◀Table of Contents
Native Image Inspection Tool
Native Image Enterprise Edition includes a tool to list the methods included in an executable or shared library created by GraalVM Native Image.
The tool is available as the command $JAVA_HOME/bin/native-image-inspect <path_to_binary>
. It lists methods as a JSON array in the following format:
$JAVA_HOME/bin/native-image-inspect helloworld
{
"methods": [
{
"declaringClass": "java.lang.Object",
"name": "equals",
"paramTypes": [
"java.lang.Object"
]
},
{
"declaringClass": "java.lang.Object",
"name": "toString",
"paramTypes": []
},
...
]
}
The Native Image tool, by default, includes metadata in the native executable which then enables the inspection tool to list the included methods.
The amount of data included is fairly minimal compared to the overall image size, however you can set the -H:-IncludeMethodsData
option to disable the metadata emission.
Images compiled with this option will not be able to be inspected by the tool.
Software Bill of Materials (SBOM)
GraalVM Enterprise Native Image can embed a Software Bill of Materials (SBOM) at build time to detect any libraries that may be susceptible to known security vulnerabilities.
Native Image provides the --enable-sbom
option to embed an SBOM into a native executable.
Note: Embedding a Software Bill of Materials (SBOM) is available with GraalVM Enterprise Native Image. The feature is currently experimental.
The CycloneDX format is supported and the default.
To embed a CycloneDX SBOM into a native executable, pass the --enable-sbom
option to the native-image
command.
The implementation constructs the SBOM by recovering all version information observable in external library manifests for classes included in a native executable.
The SBOM is also compressed in order to limit the SBOM’s impact on the native executable size.
Even though the tool is not yet supported on Windows, Windows users can still embed the SBOM with this experimental option.
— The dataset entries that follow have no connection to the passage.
//! # Subspace Rotation Model
//!
//! Partitions an orthogonal basis of the full input space into an active block
//! (the first `rank` columns) and an inactive block, and maps between reduced
//! coordinates `y` and full coordinates `x`:
//!
//! ```text
//! z = A y + I v          (v = I^T z_mean, the frozen inactive value)
//! x = center + scale * z
//! ```
//!
//! For an active subspace the affine pre-map is the identity (`center = 0`,
//! `scale = 1`); for an adapted basis the basis lives in standardized
//! coordinates (`center = mu`, `scale = sd`).
//!
//! Responses travel the other way through the chain rule with
//! `J = diag(scale) A`: `dg/dy = J^T dg/dx` and `H_y = J^T H_x J`.

use std::sync::Arc;

use ndarray::{s, Array1, Array2, ArrayView1, ArrayView2};
use serde::{Deserialize, Serialize};

use crate::error::{Result, SubspaceError};
use crate::model::{ActiveSet, Response};
use crate::variables::UncertainVariables;

/// Coordinates the rotation basis is expressed in.
#[derive(Debug, Clone, Copy, PartialEq, Eq, Serialize, Deserialize)]
#[serde(rename_all = "snake_case")]
pub enum CoordinateFrame {
    /// The basis acts on the physical variables directly
    Physical,

    /// The basis acts on `(x - mu) / sd`; reduced variables are standard normal
    Standardized,
}

/// Normal distribution of the reduced variables.
#[derive(Debug, Clone, PartialEq, Serialize, Deserialize)]
pub struct ReducedNormal {
    pub means: Vec<f64>,
    pub std_devs: Vec<f64>,
    /// Row-major `rank x rank` correlation matrix
    pub correlation: Vec<f64>,
}

impl ReducedNormal {
    /// Independent standard normals in `rank` dimensions.
    pub fn standard(rank: usize) -> Self {
        Self {
            means: vec![0.0; rank],
            std_devs: vec![1.0; rank],
            correlation: Array2::<f64>::eye(rank).into_raw_vec(),
        }
    }

    pub fn correlation_matrix(&self) -> Array2<f64> {
        let n = self.means.len();
        Array2::from_shape_fn((n, n), |(i, j)| self.correlation[i * n + j])
    }
}

/// Map full-space normal parameters through `active`:
/// `mu_y = A^T mu_x` and `V_y = A^T V_x A` with
/// `V_x = diag(sd) C diag(sd)` (or `diag(sd^2)` without a correlation matrix).
pub fn distribution_transform(
    active: ArrayView2<'_, f64>,
    means: &Array1<f64>,
    std_devs: &Array1<f64>,
    correlation: Option<&Array2<f64>>,
) -> Result<ReducedNormal> {
    let n = active.nrows();
    if means.len() != n || std_devs.len() != n {
        return Err(SubspaceError::DimensionMismatch(format!(
            "distribution has {} means and {} std devs, basis has {} rows",
            means.len(),
            std_devs.len(),
            n
        )));
    }

    let covariance = match correlation {
        Some(c) => Array2::from_shape_fn((n, n), |(i, j)| std_devs[i] * c[[i, j]] * std_devs[j]),
        None => Array2::from_diag(&std_devs.mapv(|s| s * s)),
    };
    let mu_y = active.t().dot(means);
    let v_y = active.t().dot(&covariance).dot(&active);

    let rank = active.ncols();
    let sd_y: Vec<f64> = (0..rank).map(|i| v_y[[i, i]].max(0.0).sqrt()).collect();
    let mut correlation_y = Vec::with_capacity(rank * rank);
    for i in 0..rank {
        for j in 0..rank {
            let c = if i == j {
                1.0
            } else if sd_y[i] > 0.0 && sd_y[j] > 0.0 {
                v_y[[i, j]] / (sd_y[i] * sd_y[j])
            } else {
                0.0
            };
            correlation_y.push(c);
        }
    }

    Ok(ReducedNormal {
        means: mu_y.to_vec(),
        std_devs: sd_y,
        correlation: correlation_y,
    })
}

/// Reduced-to-full variable map bound to a shared rotation model.
pub type VariableTransform = Box<dyn Fn(ArrayView1<'_, f64>) -> Result<Array1<f64>> + Send + Sync>;

/// Linear change of variables between reduced and full coordinates.
#[derive(Debug, Clone)]
pub struct SubspaceRotationModel {
    rotation: Array2<f64>,
    rank: usize,
    inactive_value: Array1<f64>,
    center: Array1<f64>,
    scale: Array1<f64>,
    frame: CoordinateFrame,
    reduced_distribution: ReducedNormal,
}

impl SubspaceRotationModel {
    /// Bind an orthogonal `rotation` (columns are basis vectors) truncated to
    /// `rank` to the uncertain variables.
    ///
    /// Fails with `UnsupportedDistribution` when a variable is not normal.
    pub fn new(
        rotation: Array2<f64>,
        rank: usize,
        variables: &UncertainVariables,
        frame: CoordinateFrame,
    ) -> Result<Self> {
        let n = variables.num_variables();
        if rotation.dim() != (n, n) {
            return Err(SubspaceError::DimensionMismatch(format!(
                "rotation is {:?}, expected {}x{}",
                rotation.dim(),
                n,
                n
            )));
        }
        if rank == 0 || rank > n {
            return Err(SubspaceError::Configuration(format!(
                "reduced rank must lie in 1..={}, got {}",
                n, rank
            )));
        }
        check_orthogonal(&rotation)?;

        if let Some(m) = variables.marginals().iter().find(|m| !m.is_normal()) {
            return Err(SubspaceError::UnsupportedDistribution(format!(
                "reduced variables need normal marginals, found {}",
                m.family()
            )));
        }

        let means = variables.means();
        let std_devs = variables.std_devs();
        let (center, scale, z_mean, reduced_distribution) = match frame {
            CoordinateFrame::Physical => {
                let reduced = distribution_transform(
                    rotation.slice(s![.., ..rank]),
                    &means,
                    &std_devs,
                    variables.correlation(),
                )?;
                (Array1::zeros(n), Array1::ones(n), means, reduced)
            }
            CoordinateFrame::Standardized => {
                if variables.correlation().is_some() {
                    return Err(SubspaceError::Configuration(
                        "standardized rotations need independent variables".to_string(),
                    ));
                }
                (means, std_devs, Array1::zeros(n), ReducedNormal::standard(rank))
            }
        };

        let inactive_value = rotation.slice(s![.., rank..]).t().dot(&z_mean);
        Ok(Self {
            rotation,
            rank,
            inactive_value,
            center,
            scale,
            frame,
            reduced_distribution,
        })
    }

    pub fn rank(&self) -> usize {
        self.rank
    }

    pub fn num_full_variables(&self) -> usize {
        self.rotation.nrows()
    }

    pub fn frame(&self) -> CoordinateFrame {
        self.frame
    }

    pub fn rotation(&self) -> &Array2<f64> {
        &self.rotation
    }

    pub fn active_basis(&self) -> ArrayView2<'_, f64> {
        self.rotation.slice(s![.., ..self.rank])
    }

    pub fn inactive_basis(&self) -> ArrayView2<'_, f64> {
        self.rotation.slice(s![.., self.rank..])
    }

    /// Frozen values of the inactive coordinates.
    pub fn inactive_value(&self) -> &Array1<f64> {
        &self.inactive_value
    }

    /// Normal distribution of the reduced variables.
    pub fn reduced_distribution(&self) -> &ReducedNormal {
        &self.reduced_distribution
    }

    /// Reduced coordinates to full coordinates.
    pub fn forward(&self, y: ArrayView1<'_, f64>) -> Result<Array1<f64>> {
        if y.len() != self.rank {
            return Err(SubspaceError::DimensionMismatch(format!(
                "reduced point has {} coordinates, rank is {}",
                y.len(),
                self.rank
            )));
        }
        let z = self.active_basis().dot(&y) + self.inactive_basis().dot(&self.inactive_value);
        Ok(&self.center + &(&self.scale * &z))
    }

    /// Project full coordinates onto the active subspace.
    pub fn to_reduced(&self, x: ArrayView1<'_, f64>) -> Result<Array1<f64>> {
        if x.len() != self.num_full_variables() {
            return Err(SubspaceError::DimensionMismatch(format!(
                "full point has {} coordinates, expected {}",
                x.len(),
                self.num_full_variables()
            )));
        }
        let z = (&x - &self.center) / &self.scale;
        Ok(self.active_basis().t().dot(&z))
    }

    /// Project every column of `x`.
    pub fn to_reduced_matrix(&self, x: ArrayView2<'_, f64>) -> Result<Array2<f64>> {
        let mut y = Array2::zeros((self.rank, x.ncols()));
        for (j, column) in x.columns().into_iter().enumerate() {
            y.column_mut(j).assign(&self.to_reduced(column)?);
        }
        Ok(y)
    }

    // J = diag(scale) A
    fn jacobian(&self) -> Array2<f64> {
        let mut j = self.active_basis().to_owned();
        for (mut row, s) in j.rows_mut().into_iter().zip(self.scale.iter()) {
            row *= *s;
        }
        j
    }

    /// Gradients `num_vars x num_fns` to reduced gradients `rank x num_fns`.
    pub fn transform_gradients(&self, gradients: ArrayView2<'_, f64>) -> Result<Array2<f64>> {
        if gradients.nrows() != self.num_full_variables() {
            return Err(SubspaceError::DimensionMismatch(format!(
                "gradient has {} rows, expected {}",
                gradients.nrows(),
                self.num_full_variables()
            )));
        }
        Ok(self.jacobian().t().dot(&gradients))
    }

    /// Congruence transform of one full-space Hessian.
    pub fn transform_hessian(&self, hessian: ArrayView2<'_, f64>) -> Result<Array2<f64>> {
        let n = self.num_full_variables();
        if hessian.dim() != (n, n) {
            return Err(SubspaceError::DimensionMismatch(format!(
                "Hessian is {:?}, expected {}x{}",
                hessian.dim(),
                n,
                n
            )));
        }
        let j = self.jacobian();
        Ok(j.t().dot(&hessian).dot(&j))
    }

    /// Map a full-space response into reduced space. Values pass through.
    pub fn transform_response(&self, response: &Response) -> Result<Response> {
        let gradients = match &response.gradients {
            Some(g) => Some(self.transform_gradients(g.view())?),
            None => None,
        };
        let hessians = match &response.hessians {
            Some(hs) => Some(
                hs.iter()
                    .map(|h| self.transform_hessian(h.view()))
                    .collect::<Result<Vec<_>>>()?,
            ),
            None => None,
        };
        Ok(Response {
            values: response.values.clone(),
            gradients,
            hessians,
        })
    }

    /// Full-space request for a reduced-space request.
    ///
    /// Derivatives are always taken with respect to every full-space variable,
    /// since each reduced coordinate mixes all of them.
    pub fn expand_active_set(&self, request: ActiveSet) -> ActiveSet {
        let mut expanded = ActiveSet::from_bits(request.bits() & ActiveSet::VALUES.bits());
        if request.gradients() {
            expanded = expanded | ActiveSet::GRADIENTS;
        }
        if request.hessians() {
            expanded = expanded | ActiveSet::HESSIANS;
        }
        expanded
    }

    /// Reduced-to-full map as a closure owning a handle to `model`.
    pub fn variable_transform(model: &Arc<Self>) -> VariableTransform {
        let model = Arc::clone(model);
        Box::new(move |y| model.forward(y))
    }
}

fn check_orthogonal(rotation: &Array2<f64>) -> Result<()> {
    let n = rotation.nrows();
    let gram = rotation.t().dot(rotation);
    let tol = 1e-8 * (n.max(1) as f64);
    for ((i, j), v) in gram.indexed_iter() {
        let expected = if i == j { 1.0 } else { 0.0 };
        if (v - expected).abs() > tol {
            return Err(SubspaceError::LinearAlgebra(format!(
                "rotation is not orthogonal: (R^T R)[{}, {}] = {}",
                i, j, v
            )));
        }
    }
    Ok(())
}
The SBOM is stored in the gzip
format with the exported sbom
symbol referencing its start address and the sbom_length
symbol its size.
After embedding the compressed SBOM into the executable, the tool is able to extract the compressed SBOM using an optional --sbom
parameter accessible through $JAVA_HOME/bin/native-image-inspect --sbom <path_to_binary>
and outputs the SBOM in the following format:
{
"bomFormat": "CycloneDX",
"specVersion": "1.4",
"version": 1,
"components": [
{
"type": "library",
"group": "io.netty",
"name": "netty-codec-http2",
"version": "4.1.76.Final",
"properties": [
{
"name": "syft:cpe23",
"value": "cpe:2.3:a:codec:codec:4.1.76.Final:*:*:*:*:*:*:*"
},
{
"name": "syft:cpe23",
"value": "cpe:2.3:a:codec:netty-codec-http2:4.1.76.Final:*:*:*:*:*:*:*"
},
{
"name": "syft:cpe23",
"value": "cpe:2.3:a:codec:netty_codec_http2:4.1.76.Final:*:*:*:*:*:*:*"
},
...
]
},
...
],
"serialNumber": "urn:uuid:51ec305f-616e-4139-a033-a094bb94a17c"
}
The tool can extract the SBOM from both executables and shared libraries.
To scan for any vulnerable libraries, submit the SBOM to a vulnerability scanner.
For example, the popular Anchore software supply chain management platform makes the grype
scanner freely available.
You can check whether the libraries given in your SBOMs have known vulnerabilities documented in Anchore’s database.
For this purpose, the output of the tool can be fed directly to the grype
scanner to check for vulnerable libraries, using the command $JAVA_HOME/bin/native-image-inspect --sbom <path_to_binary> | grype
which produces the following output:
NAME INSTALLED VULNERABILITY SEVERITY
netty-codec-http2 4.1.76.Final CVE-2022-24823 Medium
You can then use this report to update any vulnerable dependencies found in your executable.